Honda memberi Civic e:HEV RS sentuhan yang selama ini paling lekat dengan Prelude. Lewat fitur S+ Shift, hatchback hybrid itu kini dibuat terasa lebih hidup saat dikendarai, bukan sekadar efisien.
Perubahan ini menarik karena Honda tidak mengutak-atik sistem hybrid dasarnya. Fokusnya justru ada pada rasa berkendara, sehingga Civic e:HEV RS terbaru tampil dengan karakter yang lebih emosional tanpa meninggalkan identitasnya sebagai mobil elektrifikasi.
Rasa perpindahan gigi yang disimulasikan
S+ Shift dirancang untuk menghadirkan sensasi seperti mobil dengan transmisi delapan percepatan. Padahal, sistem e:HEV tetap mengandalkan motor listrik sebagai penggerak utama dengan transmisi satu percepatan.
Honda kemudian menambahkan paddle shift agar pengemudi bisa merasakan kontrol yang lebih nyata saat fitur itu aktif. Simulasi perpindahan giginya dibuat bertahap dan terasa, sehingga karakter berkendara tidak lagi terasa datar.

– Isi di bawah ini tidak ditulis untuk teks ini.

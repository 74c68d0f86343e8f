//! Install orchestration: unpack, prepare the device, provision, sign,
//! package and deliver an app, reporting one ordered status stream.

pub mod archive;
pub mod collaborators;
pub mod delivery;
pub mod orchestrator;
pub mod pairing;
pub mod recovery;
pub mod staging;
pub mod status;

use std::future::Future;
use std::path::PathBuf;
use std::time::Duration;

use tokio_util::sync::CancellationToken;

use crate::error::InstallError;

pub use collaborators::{
    Certificate, InstallDelegate, InstallMessage, InstallStatusFn, PackageInstaller,
    Provisioned, Provisioner, RevocationGate, Signer, SigningIdentity, TargetDevice,
    TargetProvisioning, UploadedPackage,
};
pub use delivery::DeliveryStage;
pub use orchestrator::{InstallOrchestrator, InstallServices};
pub use staging::StagingDir;
pub use status::{StatusQueue, StatusSink};

/// Stage labels in run order. Delivery adds its own after packaging.
pub mod stages {
    pub const UNPACKING: &str = "Unpacking app";
    pub const PREPARING: &str = "Preparing device";
    pub const PROVISIONING: &str = "Provisioning";
    pub const SIGNING: &str = "Signing";
    pub const PACKAGING: &str = "Packaging";
    pub use super::delivery::{CONNECTING, INSTALLING, UPLOADING};
}

/// Runtime settings for install runs.
#[derive(Debug, Clone, PartialEq, Eq)]
pub struct InstallSettings {
    /// Parent of per-run staging directories.
    pub staging_root: PathBuf,
    /// Wait between retries while the user is asked to trust or unlock.
    pub recovery_interval: Duration,
    /// Set the device up for wireless installs as part of preparing it.
    pub configure_device: bool,
    /// Where wireless pair records are saved, if anywhere.
    pub pairing_record_dir: Option<PathBuf>,
}

impl Default for InstallSettings {
    fn default() -> Self {
        Self {
            staging_root: std::env::temp_dir().join("sideload"),
            recovery_interval: Duration::from_millis(100),
            configure_device: false,
            pairing_record_dir: None,
        }
    }
}

/// Await `fut` unless the run is cancelled first. Dropping `fut` on
/// cancellation is what propagates it into a collaborator.
pub(crate) async fn cancellable<T>(
    cancel: &CancellationToken,
    fut: impl Future<Output = T>,
) -> Result<T, InstallError> {
    tokio::select! {
        biased;
        _ = cancel.cancelled() => Err(InstallError::Cancelled),
        value = fut => Ok(value),
    }
}
//! sideload - install apps onto devices over USB or the network
//!
//! Usage:
//!   sideload devices              # List reachable devices (name [kind]: udid)
//!   sideload install <app>        # Sign and install an .ipa or .app
//!   sideload config show          # Print the effective configuration
//!
//! Devices come from the simulated backend described by the `[mock]` table
//! of `sideload.toml`.

mod terminal;

use std::path::PathBuf;
use std::sync::Arc;
use std::time::Duration;

use anyhow::{Context, Result};
use clap::{Args, Parser, Subcommand, ValueEnum};
use console::style;
use tracing::{info, warn};
use tracing_subscriber::{layer::SubscriberExt, util::SubscriberInitExt};

use sideload_backend_mock::{MockConfig, MockInstaller, MockSigner};
use sideload_core::config::{ConfigStore, SideloadConfig, to_toml};
use sideload_core::device::{ClientDevice, DeviceDiscovery, DeviceTransport, SearchMode};
use sideload_core::error::InstallError;
use sideload_core::install::{InstallOrchestrator, InstallServices};
use sideload_core::session::{ConnectionPool, ConnectionPreferences};

use crate::terminal::{TerminalDelegate, choose_device, device_label};

#[derive(Parser)]
#[command(name = "sideload")]
#[command(about = "Install apps onto devices over USB or the network", long_about = None)]
struct Cli {
    /// Path to sideload.toml (defaults to the user config directory)
    #[arg(long, global = true, value_name = "PATH")]
    config: Option<PathBuf>,

    #[command(subcommand)]
    command: Commands,
}

#[derive(Subcommand)]
enum Commands {
    /// List reachable devices
    Devices {
        /// Which links to search
        #[arg(long, default_value = "all")]
        search: SearchArg,

        /// Print the current set right away instead of waiting for a device
        #[arg(long)]
        no_wait: bool,

        /// Seconds to wait for a device to show up
        #[arg(long, default_value_t = 10)]
        wait: u64,

        /// Keep listing as devices come and go, until Ctrl-C
        #[arg(long, short)]
        watch: bool,
    },

    /// Sign and install an app
    Install(InstallArgs),

    /// Inspect or create the configuration file
    Config(ConfigArgs),
}

#[derive(Clone, Copy, ValueEnum, Default)]
enum SearchArg {
    /// USB-attached devices only
    Usb,
    /// Devices reachable over the network only
    Network,
    /// Both
    #[default]
    All,
}

impl From<SearchArg> for SearchMode {
    fn from(arg: SearchArg) -> Self {
        match arg {
            SearchArg::Usb => SearchMode::Usb,
            SearchArg::Network => SearchMode::Network,
            SearchArg::All => SearchMode::All,
        }
    }
}

#[derive(Args)]
struct InstallArgs {
    /// The .ipa archive or .app bundle to install
    path: PathBuf,

    /// Device to install to (prompts when several are found)
    #[arg(long)]
    udid: Option<String>,

    /// Which links to search
    #[arg(long, default_value = "all")]
    search: SearchArg,

    /// Also set the device up for wireless installs
    #[arg(long)]
    configure_device: bool,

    /// Seconds to wait for a device to show up
    #[arg(long, default_value_t = 10)]
    wait: u64,

    /// Skip all confirmation prompts
    #[arg(short = 'y', long)]
    yes: bool,
}

#[derive(Args)]
struct ConfigArgs {
    #[command(subcommand)]
    command: ConfigSubcommand,
}

#[derive(Subcommand)]
enum ConfigSubcommand {
    /// Print the effective configuration
    Show,

    /// Write a default configuration file
    Init {
        /// Overwrite an existing file
        #[arg(long, short)]
        force: bool,
    },
}

#[tokio::main]
async fn main() -> Result<()> {
    // Initialize tracing
    tracing_subscriber::registry()
        .with(
            tracing_subscriber::EnvFilter::try_from_default_env()
                .unwrap_or_else(|_| "sideload=info,warn".into()),
        )
        .with(tracing_subscriber::fmt::layer().with_writer(std::io::stderr))
        .init();

    let cli = Cli::parse();
    let store = match &cli.config {
        Some(path) => ConfigStore::from_path(path.clone()),
        None => ConfigStore::from_default_location()?,
    };

    match cli.command {
        Commands::Devices {
            search,
            no_wait,
            wait,
            watch,
        } => {
            let wait = (!no_wait).then(|| Duration::from_secs(wait));
            run_devices(&store, search.into(), wait, watch).await
        }
        Commands::Install(args) => run_install(&store, args).await,
        Commands::Config(args) => run_config(&store, args.command),
    }
}

/// The simulated backend configured in `[mock]`.
fn backend(config: &SideloadConfig) -> Result<MockConfig> {
    let mock = config.extra_table::<MockConfig>("mock")?.unwrap_or_default();
    info!(devices = mock.devices.len(), "Using simulated device backend");
    Ok(mock)
}

fn print_devices(devices: &[ClientDevice]) {
    if devices.is_empty() {
        println!("{}", style("No devices found").dim());
        return;
    }
    for device in devices {
        println!("  {}", device_label(device));
    }
}

async fn run_devices(
    store: &ConfigStore,
    search: SearchMode,
    wait: Option<Duration>,
    watch: bool,
) -> Result<()> {
    let config = store.load()?;
    let transport: Arc<dyn DeviceTransport> = Arc::new(backend(&config)?.transport());
    let discovery = DeviceDiscovery::new(transport, config.session.label.clone());

    let mut stream = discovery.search(search).await?;
    let mut devices = stream
        .next_snapshot()
        .await
        .context("Device search ended unexpectedly")?;
    if let Some(wait) = wait.filter(|_| devices.is_empty()) {
        // Nothing yet; give a device the chance to show up
        if let Ok(Some(found)) = tokio::time::timeout(wait, stream.wait_for(None)).await {
            devices = found;
        }
    }
    print_devices(&devices);
    if !watch {
        return Ok(());
    }

    loop {
        tokio::select! {
            _ = tokio::signal::ctrl_c() => return Ok(()),
            snapshot = stream.next_snapshot() => match snapshot {
                Some(devices) => {
                    println!("{}", style("Devices changed:").bold());
                    print_devices(&devices);
                }
                None => return Ok(()),
            },
        }
    }
}

async fn run_install(store: &ConfigStore, args: InstallArgs) -> Result<()> {
    let config = store.load()?;
    let mock = backend(&config)?;
    let transport: Arc<dyn DeviceTransport> = Arc::new(mock.transport());
    let session = config.session_settings();
    let search = SearchMode::from(args.search);

    // Find the device
    let discovery = DeviceDiscovery::new(Arc::clone(&transport), session.label.clone());
    let mut stream = discovery.search(search).await?;
    let found = tokio::time::timeout(
        Duration::from_secs(args.wait),
        stream.wait_for(args.udid.as_deref()),
    )
    .await
    .ok()
    .flatten();
    drop(stream);
    let devices = match (found, &args.udid) {
        (Some(devices), Some(udid)) => devices.into_iter().filter(|d| &d.udid == udid).collect(),
        (Some(devices), None) => devices,
        (None, Some(udid)) => anyhow::bail!("Device {} not found", udid),
        (None, None) => anyhow::bail!("No devices found"),
    };
    let device = choose_device(devices, args.yes).await?;

    println!();
    println!(
        "{} {} to {}",
        style("  Installing").bold().cyan(),
        args.path.display(),
        style(device_label(&device)).green()
    );
    println!();

    let mut settings = config.install_settings();
    settings.configure_device |= args.configure_device;
    let services = InstallServices {
        provisioner: Arc::new(mock.provisioner()),
        signer: Arc::new(MockSigner::new()),
        installer: Arc::new(MockInstaller::new()),
    };
    let orchestrator = InstallOrchestrator::new(
        ConnectionPool::new(transport, session),
        device.udid.clone(),
        ConnectionPreferences::lookup_mode(search.lookup_mode()),
        services,
        Arc::new(TerminalDelegate::new(args.yes)),
        settings,
    );

    let install = orchestrator.install(&args.path);
    tokio::pin!(install);
    let result = tokio::select! {
        result = &mut install => result,
        _ = tokio::signal::ctrl_c() => {
            warn!("Interrupted, cancelling install");
            orchestrator.cancel();
            install.await
        }
    };

    match result {
        Ok(bundle_id) => {
            println!();
            println!("{} {}", style("✓ Installed").green().bold(), bundle_id);
            Ok(())
        }
        Err(InstallError::Cancelled) => {
            println!("{}", style("Install cancelled").yellow());
            Ok(())
        }
        Err(e) => Err(e).context("Install failed"),
    }
}

fn run_config(store: &ConfigStore, command: ConfigSubcommand) -> Result<()> {
    match command {
        ConfigSubcommand::Show => {
            let config = store.load()?;
            println!("# {}", store.config_path().display());
            print!("{}", to_toml(&config)?);
        }
        ConfigSubcommand::Init { force } => {
            if store.exists() && !force {
                anyhow::bail!(
                    "{} already exists (use --force to overwrite)",
                    store.config_path().display()
                );
            }
            let mut config = SideloadConfig::new();
            let mock = toml::Value::try_from(MockConfig::default())
                .context("Failed to serialize mock backend settings")?;
            config.extra.insert("mock".to_string(), mock);
            store.save(&config)?;
            println!("Wrote {}", store.config_path().display());
        }
    }
    Ok(())
}
//! Configuration: `sideload.toml` schema, parsing and storage.

pub mod parser;
pub mod paths;
pub mod schema;
pub mod store;

pub use parser::{parse_config, parse_config_str, to_toml};
pub use schema::{HeartbeatConfig, InstallConfig, SessionConfig, SideloadConfig};
pub use store::ConfigStore;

Pendekatan ini membuat Civic e:HEV RS terbaru tidak hanya menonjol lewat halusnya kerja sistem hybrid. Mobil ini juga mencoba memberi interaksi yang lebih dekat dengan pengemudi, terutama bagi mereka yang masih menyukai nuansa perpindahan gigi.
Mesin tetap sama, yang berubah adalah sensasi
Di sektor dapur pacu, tidak ada revisi. Civic e:HEV RS masih memakai motor listrik dengan tenaga 184 PS dan torsi 315 Nm.
Sumber tenaganya tetap mesin bensin 2.0 liter empat silinder injeksi langsung yang menghasilkan 141 PS dan torsi 182 Nm. Saat mesin bensin ikut bekerja dalam sistem penggerak, total tenaga sistemnya mencapai 203 PS.
Artinya, pembaruan kali ini lebih menekankan pengalaman berkendara dibanding peningkatan angka performa. Konfigurasi itu juga sama seperti yang digunakan pada Honda Prelude.
Semakin dekat dengan Prelude, tetapi belum sama
Kesamaan teknologi membuat Civic e:HEV RS dan Prelude kini terlihat makin berdekatan dari sisi karakter. Namun, pembeda utamanya masih jelas, terutama pada bentuk bodi coupe dua pintu milik Prelude.
Prelude juga memiliki suspensi dan sistem pengereman turunan Honda Civic Type R. Kombinasi itu membuat posisinya tetap berbeda, meski Civic kini ikut memakai teknologi S+ Shift yang sebelumnya menjadi salah satu daya tarik utama Prelude.
Situasi ini ikut membuat selisih harga Prelude dibanding Civic standar terasa lebih menonjol. Saat teknologi inti mulai dibagi ke model lain, nilai pembeda antara keduanya akan dinilai lebih rinci oleh konsumen.
Arah baru untuk Civic hybrid di Jepang
Di Jepang, Civic e:HEV RS terbaru dijadwalkan meluncur pada Juni mendatang. Kehadiran fitur ini menegaskan langkah Honda untuk membawa sensasi berkendara yang lebih hidup ke lini elektrifikasi tanpa mengubah karakter dasar mobil hybrid.
S+ Shift sendiri merupakan pengembangan dari Linear Shift Control yang sudah dipakai pada Civic e:HEV standar. Dengan pembaruan ini, Civic hybrid mendapat identitas baru yang lebih kuat di balik efisiensi yang selama ini menjadi andalannya.
Relevansi untuk pasar Asia Tenggara
Civic e:HEV juga sudah tersedia di Asia Tenggara, termasuk Indonesia, dalam varian RS. Untuk model hybrid tersebut, varian RS menjadi satu-satunya pilihan yang dipasarkan.
Ada perbedaan bentuk bodi antar pasar. Di Jepang, Civic yang dimaksud hadir sebagai hatchback, sedangkan di Indonesia menggunakan bodi sedan.
Peluang hadirnya fitur serupa di kawasan ini tetap terbuka, apalagi model C-segment itu disebut akan mendapat penyegaran ringan dalam waktu dekat. Jika pengembangannya mengikuti arah pasar Jepang, S+ Shift bisa menjadi salah satu fitur yang paling ditunggu pada Civic e:HEV RS di regional.